__EXERCISE OBJECTIVE__.
Go through the records below and return each line that has "client" in it.

__MATERIAL FOR THIS EXERCISE__.
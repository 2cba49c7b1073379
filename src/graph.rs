//! Execution graph traversal.
//!
//! Producers ship node lists in two historical shapes: a flat `nodes[]`
//! array or a nested `graph.nodes[]`. Nodes may reference a parent through
//! `parent_id` and may embed `children[]` arrays. Traversal is an explicit
//! worklist with a visited set keyed by node id, so duplicated ids and
//! `parent_id` cycles are skipped instead of followed.

use std::collections::{HashMap, HashSet, VecDeque};

use serde_json::{Map, Value};

/// Node object as found in an event payload.
pub type Node = Map<String, Value>;

/// Name reported for nodes without a usable `name` field.
pub const UNKNOWN_NODE: &str = "unknown";

/// Return the raw node array of a payload.
///
/// `graph.nodes` wins when `graph` is an object that carries `nodes`;
/// otherwise the top-level `nodes` field is used. Anything that is not an
/// array yields `None`.
pub fn node_list(payload: &Map<String, Value>) -> Option<&Vec<Value>> {
    let nodes = match payload.get("graph") {
        Some(Value::Object(graph)) if graph.contains_key("nodes") => graph.get("nodes"),
        _ => payload.get("nodes"),
    };
    nodes.and_then(Value::as_array)
}

/// Stable identifier of a node (`id` or `node_id`, string or number).
pub fn node_id(node: &Node) -> Option<String> {
    ["id", "node_id"]
        .iter()
        .find_map(|key| scalar_string(node.get(*key)?))
}

/// Name of a node, if it has a string `name`.
pub fn node_name(node: &Node) -> Option<&str> {
    node.get("name").and_then(Value::as_str)
}

fn parent_id(node: &Node) -> Option<String> {
    scalar_string(node.get("parent_id")?)
}

fn scalar_string(value: &Value) -> Option<String> {
    match value {
        Value::String(s) if !s.is_empty() => Some(s.clone()),
        Value::Number(n) => Some(n.to_string()),
        _ => None,
    }
}

/// Visit every object node of a payload in causal order.
///
/// Roots (no `parent_id`, or a parent that names no node) come first in
/// their original order, followed by their descendants breadth-first.
/// Nodes that are only reachable through a `parent_id` cycle are picked up
/// afterwards, each exactly once.
pub fn walk(payload: &Map<String, Value>) -> Vec<&Node> {
    let Some(list) = node_list(payload) else {
        return Vec::new();
    };
    let nodes: Vec<&Node> = list.iter().filter_map(Value::as_object).collect();
    let ids: HashSet<String> = nodes.iter().filter_map(|n| node_id(n)).collect();

    let mut children: HashMap<String, Vec<&Node>> = HashMap::new();
    let mut work: VecDeque<&Node> = VecDeque::new();
    for &node in &nodes {
        match parent_id(node) {
            Some(parent) if ids.contains(&parent) => children.entry(parent).or_default().push(node),
            _ => work.push_back(node),
        }
    }

    let mut visited: HashSet<String> = HashSet::new();
    let mut out = Vec::with_capacity(nodes.len());
    loop {
        while let Some(node) = work.pop_front() {
            if let Some(id) = node_id(node) {
                if !visited.insert(id.clone()) {
                    continue;
                }
                if let Some(kids) = children.get(&id) {
                    work.extend(kids.iter().copied());
                }
            }
            if let Some(Value::Array(embedded)) = node.get("children") {
                work.extend(embedded.iter().filter_map(Value::as_object));
            }
            out.push(node);
        }

        // Whatever is left unvisited hangs off a cycle with no root.
        let orphan = nodes
            .iter()
            .copied()
            .find(|n| node_id(n).is_some_and(|id| !visited.contains(&id)));
        match orphan {
            Some(node) => work.push_back(node),
            None => break,
        }
    }
    out
}

/// Name of the first node in traversal order.
pub fn primary_node_name(payload: &Map<String, Value>) -> Option<String> {
    walk(payload)
        .into_iter()
        .find_map(node_name)
        .map(str::to_string)
}
//! Text query conditions: `field op value [AND field op value ...]`.
//!
//! Fields are dotted payload paths (`metadata.region`). Operators are
//! `==`, `!=`, `>` and `<`. Values may be wrapped in single or double
//! quotes. All conditions must hold for a record to match.

use std::cmp::Ordering;

use serde_json::{Map, Value};
use strum_macros::{Display, EnumString, IntoStaticStr};

use crate::query::types::QueryError;
use crate::storage::{lookup, stringify};

const CONJUNCTION: &str = " AND ";

#[derive(Debug, Clone, Copy, PartialEq, Eq, EnumString, Display, IntoStaticStr)]
pub enum Operator {
    #[strum(serialize = "==")]
    Eq,
    #[strum(serialize = "!=")]
    Ne,
    #[strum(serialize = ">")]
    Gt,
    #[strum(serialize = "<")]
    Lt,
}

impl Operator {
    /// Two-character operators first so `!=` is not read as a bare `=`.
    const SEARCH_ORDER: [Operator; 4] = [Self::Eq, Self::Ne, Self::Gt, Self::Lt];

    pub fn symbol(&self) -> &'static str {
        (*self).into()
    }
}

#[derive(Debug, Clone, PartialEq, Eq)]
pub struct Condition {
    pub field: String,
    pub operator: Operator,
    pub value: String,
}

impl Condition {
    /// Evaluate against a JSON record. A missing field never matches.
    ///
    /// `>` and `<` compare numerically when both sides are numbers and
    /// lexically otherwise, so RFC 3339 timestamps order correctly.
    pub fn matches(&self, record: &Map<String, Value>) -> bool {
        let Some(actual) = lookup(record, &self.field).filter(|v| !v.is_null()) else {
            return false;
        };
        let actual = stringify(actual);

        match self.operator {
            Operator::Eq => actual == self.value,
            Operator::Ne => actual != self.value,
            Operator::Gt => compare(&actual, &self.value) == Ordering::Greater,
            Operator::Lt => compare(&actual, &self.value) == Ordering::Less,
        }
    }
}

fn compare(actual: &str, expected: &str) -> Ordering {
    match (actual.parse::<f64>(), expected.parse::<f64>()) {
        (Ok(a), Ok(b)) => a.total_cmp(&b),
        _ => actual.cmp(expected),
    }
}

fn unquote(value: &str) -> &str {
    ['"', '\'']
        .iter()
        .find_map(|q| {
            value
                .strip_prefix(*q)
                .and_then(|rest| rest.strip_suffix(*q))
        })
        .unwrap_or(value)
}

fn parse_condition(part: &str) -> Result<Condition, QueryError> {
    let (operator, idx) = Operator::SEARCH_ORDER
        .iter()
        .find_map(|op| part.find(op.symbol()).map(|idx| (*op, idx)))
        .ok_or_else(|| QueryError::InvalidQuery(format!("no valid operator found in '{part}'")))?;

    let field = part[..idx].trim();
    let value = part[idx + operator.symbol().len()..].trim();
    if field.is_empty() {
        return Err(QueryError::InvalidQuery(format!("missing field in '{part}'")));
    }
    if value.is_empty() {
        return Err(QueryError::InvalidQuery(format!("missing value in '{part}'")));
    }

    Ok(Condition {
        field: field.to_string(),
        operator,
        value: unquote(value).to_string(),
    })
}

/// Parse a query string. Blank input yields no conditions.
pub fn parse_query(query: &str) -> Result<Vec<Condition>, QueryError> {
    query
        .split(CONJUNCTION)
        .map(str::trim)
        .filter(|part| !part.is_empty())
        .map(parse_condition)
        .collect()
}

/// Whether every condition holds.
pub fn matches_all(conditions: &[Condition], record: &Map<String, Value>) -> bool {
    conditions.iter().all(|c| c.matches(record))
}
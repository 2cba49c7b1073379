//! Storage builder.
//!
//! Picks a backend from the database URL and connects with retry.

use std::path::Path;
use std::sync::Arc;

use crate::backoff::BackoffPolicy;
use crate::storage::StorageError;
use crate::storage::db::DEFAULT_MAX_CONNECTIONS;
use crate::storage::memory::MemoryStore;
use crate::storage::port::StoragePort;
use crate::storage::sqlite_store::SqliteStore;

/// URL scheme selecting the in-process backend.
pub const MEMORY_URL: &str = "memory:";

/// Builder for constructing the storage backend.
#[derive(Debug, Clone)]
pub struct StorageBuilder {
    url: String,
    max_connections: u32,
    connect_retry: BackoffPolicy,
}

impl StorageBuilder {
    /// Create a new storage builder.
    ///
    /// `memory:` selects [`MemoryStore`]; anything else is a SQLite URL.
    pub fn new(url: impl Into<String>) -> Self {
        Self {
            url: url.into(),
            max_connections: DEFAULT_MAX_CONNECTIONS,
            connect_retry: BackoffPolicy::default(),
        }
    }

    /// Set the connection pool size.
    pub fn max_connections(mut self, max: u32) -> Self {
        self.max_connections = max;
        self
    }

    /// Set the retry schedule for the initial connection.
    pub fn connect_retry(mut self, policy: BackoffPolicy) -> Self {
        self.connect_retry = policy;
        self
    }

    /// Connect and return the backend behind the Storage Port.
    pub async fn build(self) -> Result<Arc<dyn StoragePort>, StorageError> {
        if self.url.starts_with(MEMORY_URL) {
            tracing::info!("Using in-memory storage");
            return Ok(Arc::new(MemoryStore::new()));
        }

        ensure_parent_dir(&self.url)?;

        let store = self
            .connect_retry
            .retry("storage connect", |_| {
                SqliteStore::open(&self.url, self.max_connections)
            })
            .await?;

        tracing::info!(max_connections = self.max_connections, "Storage initialized");
        Ok(Arc::new(store))
    }
}

/// Create the directory holding a file-backed database.
fn ensure_parent_dir(url: &str) -> Result<(), StorageError> {
    let Some(rest) = url.strip_prefix("sqlite:") else {
        return Ok(());
    };
    let path = rest.trim_start_matches("//");
    let path = path.split('?').next().unwrap_or_default();
    if path.is_empty() || path.starts_with(':') {
        return Ok(());
    }

    if let Some(parent) = Path::new(path).parent()
        && !parent.as_os_str().is_empty()
        && !parent.exists()
    {
        std::fs::create_dir_all(parent).map_err(|e| {
            StorageError::Internal(format!(
                "Failed to create database directory '{}': {}",
                parent.display(),
                e
            ))
        })?;
    }
    Ok(())
}
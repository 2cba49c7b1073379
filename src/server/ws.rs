//! WebSocket endpoints: filtered live frames and the raw ingest stream.

use std::sync::Arc;
use std::time::Duration;

use axum::{
    extract::{
        State,
        ws::{CloseFrame, Message, WebSocket, WebSocketUpgrade, close_code},
    },
    response::Response,
};
use futures::stream::{SplitSink, SplitStream};
use futures::{SinkExt, StreamExt};
use serde::Deserialize;
use serde_json::json;
use tokio::sync::{Mutex, broadcast, watch};
use tokio::time::{MissedTickBehavior, interval_at, timeout};

use crate::fanout::{FrameSink, FrameType, SinkError, StreamFrame, SubscriptionFilter};
use crate::stream::IngestNotice;

use super::{AppState, Tenant};

/// How long a client has to send its subscription message.
const HANDSHAKE_TIMEOUT: Duration = Duration::from_secs(10);

/// Heartbeat period on the raw ingest stream.
const LIVE_HEARTBEAT: Duration = Duration::from_secs(30);

#[derive(Debug, Default, Deserialize)]
struct Handshake {
    #[serde(default)]
    filters: SubscriptionFilter,
}

/// Write half of a socket, shared between the handshake and the fanout
/// sender loop.
struct WsSink {
    tx: Mutex<SplitSink<WebSocket, Message>>,
    /// Flipped once the broadcaster has torn the subscription down.
    closed: watch::Sender<bool>,
}

impl WsSink {
    fn new(tx: SplitSink<WebSocket, Message>) -> Self {
        Self {
            tx: Mutex::new(tx),
            closed: watch::Sender::new(false),
        }
    }

    async fn send_text(&self, text: String) -> Result<(), SinkError> {
        self.tx
            .lock()
            .await
            .send(Message::Text(text.into()))
            .await
            .map_err(|e| SinkError::Transport(e.to_string()))
    }

    async fn close_with(&self, code: u16, reason: &'static str) {
        let frame = CloseFrame {
            code,
            reason: reason.into(),
        };
        let _ = self.tx.lock().await.send(Message::Close(Some(frame))).await;
    }
}

#[async_trait::async_trait]
impl FrameSink for WsSink {
    async fn send(&self, frame: &StreamFrame) -> Result<(), SinkError> {
        self.send_text(serde_json::to_string(frame)?).await
    }

    async fn close(&self) {
        self.closed.send_replace(true);
        self.close_with(close_code::AWAY, "subscription ended").await;
    }
}

/// Read the first text message and parse it as a subscription request.
///
/// `Ok(None)` means the client went away before subscribing.
async fn read_handshake(rx: &mut SplitStream<WebSocket>) -> Result<Option<Handshake>, String> {
    let first = timeout(HANDSHAKE_TIMEOUT, async {
        while let Some(msg) = rx.next().await {
            match msg {
                Ok(Message::Text(text)) => return Some(text.as_str().to_string()),
                Ok(Message::Close(_)) | Err(_) => return None,
                Ok(_) => continue,
            }
        }
        None
    })
    .await
    .map_err(|_| "subscription message not received in time".to_string())?;

    match first {
        Some(text) => serde_json::from_str(&text)
            .map(Some)
            .map_err(|e| format!("invalid subscription message: {e}")),
        None => Ok(None),
    }
}

/// `GET /v1/stream`: subscribe to tenant frames through the broadcaster.
pub(super) async fn stream_handler(
    State(state): State<Arc<AppState>>,
    Tenant(tenant): Tenant,
    ws: WebSocketUpgrade,
) -> Response {
    ws.on_upgrade(move |socket| serve_subscription(socket, state, tenant))
}

async fn serve_subscription(socket: WebSocket, state: Arc<AppState>, tenant: String) {
    let (tx, mut rx) = socket.split();
    let sink = Arc::new(WsSink::new(tx));

    let handshake = match read_handshake(&mut rx).await {
        Ok(Some(handshake)) => handshake,
        Ok(None) => return,
        Err(reason) => {
            tracing::debug!(tenant_id = %tenant, reason = %reason, "Rejected stream subscription");
            sink.close_with(close_code::UNSUPPORTED, "invalid subscription").await;
            return;
        }
    };

    let ack = json!({ "type": "subscribed", "status": "ok" }).to_string();
    if sink.send_text(ack).await.is_err() {
        return;
    }

    let mut torn_down = sink.closed.subscribe();
    let handle = state
        .fanout
        .subscribe(&tenant, handshake.filters, sink.clone() as Arc<dyn FrameSink>);
    tracing::info!(tenant_id = %tenant, subscription = %handle.id, "Stream client subscribed");

    // Anything the client sends after the handshake is ignored.
    loop {
        tokio::select! {
            msg = rx.next() => match msg {
                Some(Ok(Message::Close(_))) | Some(Err(_)) | None => break,
                Some(Ok(_)) => {}
            },
            _ = torn_down.changed() => break,
        }
    }

    state.fanout.unsubscribe(&tenant, handle.id);
    tracing::info!(tenant_id = %tenant, subscription = %handle.id, "Stream client disconnected");
}

/// `GET /v1/live`: relay the tenant's ingest notices.
pub(super) async fn live_handler(
    State(state): State<Arc<AppState>>,
    Tenant(tenant): Tenant,
    ws: WebSocketUpgrade,
) -> Response {
    let notices = state.stream.subscribe();
    ws.on_upgrade(move |socket| serve_live(socket, notices, tenant))
}

fn notice_frame(notice: &IngestNotice) -> Result<StreamFrame, serde_json::Error> {
    Ok(StreamFrame {
        frame_type: FrameType::ExecutionIngested,
        timestamp: notice.timestamp,
        payload: serde_json::to_value(notice)?,
    })
}

async fn serve_live(
    socket: WebSocket,
    mut notices: broadcast::Receiver<IngestNotice>,
    tenant: String,
) {
    let (tx, mut rx) = socket.split();
    let sink = WsSink::new(tx);
    let mut heartbeat = interval_at(tokio::time::Instant::now() + LIVE_HEARTBEAT, LIVE_HEARTBEAT);
    heartbeat.set_missed_tick_behavior(MissedTickBehavior::Delay);

    tracing::debug!(tenant_id = %tenant, "Live client connected");
    loop {
        let frame = tokio::select! {
            notice = notices.recv() => match notice {
                Ok(notice) if notice.tenant_id == tenant => match notice_frame(&notice) {
                    Ok(frame) => frame,
                    Err(e) => {
                        tracing::warn!(error = %e, "Failed to encode ingest notice");
                        continue;
                    }
                },
                Ok(_) => continue,
                Err(broadcast::error::RecvError::Lagged(skipped)) => {
                    tracing::warn!(tenant_id = %tenant, skipped, "Live client lagging, notices skipped");
                    continue;
                }
                Err(broadcast::error::RecvError::Closed) => break,
            },
            _ = heartbeat.tick() => StreamFrame::heartbeat(),
            msg = rx.next() => match msg {
                Some(Ok(Message::Close(_))) | Some(Err(_)) | None => break,
                Some(Ok(_)) => continue,
            },
        };

        if let Err(e) = sink.send(&frame).await {
            tracing::debug!(tenant_id = %tenant, error = %e, "Live client send failed");
            break;
        }
    }
    tracing::debug!(tenant_id = %tenant, "Live client disconnected");
}

#[cfg(test)]
mod tests {
    use super::*;
    use chrono::Utc;

    #[test]
    fn test_handshake_parsing() {
        let hs: Handshake =
            serde_json::from_str(r#"{"filters": {"node": "fetch", "incident_only": true}}"#)
                .unwrap();
        assert_eq!(hs.filters.node.as_deref(), Some("fetch"));
        assert!(hs.filters.incident_only);

        let hs: Handshake = serde_json::from_str("{}").unwrap();
        assert_eq!(hs.filters, SubscriptionFilter::default());

        assert!(serde_json::from_str::<Handshake>("not json").is_err());
    }

    #[test]
    fn test_notice_frame() {
        let notice = IngestNotice::ingested("acme", Some("e1".into()), Utc::now());
        let frame = notice_frame(&notice).unwrap();
        assert_eq!(frame.frame_type, FrameType::ExecutionIngested);
        assert_eq!(frame.timestamp, notice.timestamp);
        assert_eq!(frame.payload["type"], "execution_ingested");
        assert_eq!(frame.payload["execution_id"], "e1");
    }
}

__RESPONSE TO THE TASK__.
/// How long a client has to send its subscription message.
/// `Ok(None)` means the client went away before subscribing.
    tracing::info!(tenant_id = %tenant, subscription = %handle.id, "Stream client subscribed");
    // Anything the client sends after the handshake is ignored.
    tracing::info!(tenant_id = %tenant, subscription = %handle.id, "Stream client disconnected");
    tracing::debug!(tenant_id = %tenant, "Live client connected");
                    tracing::warn!(tenant_id = %tenant, skipped, "Live client lagging, notices skipped");
            tracing::debug!(tenant_id = %tenant, error = %e, "Live client send failed");
    tracing::debug!(tenant_id = %tenant, "Live client disconnected");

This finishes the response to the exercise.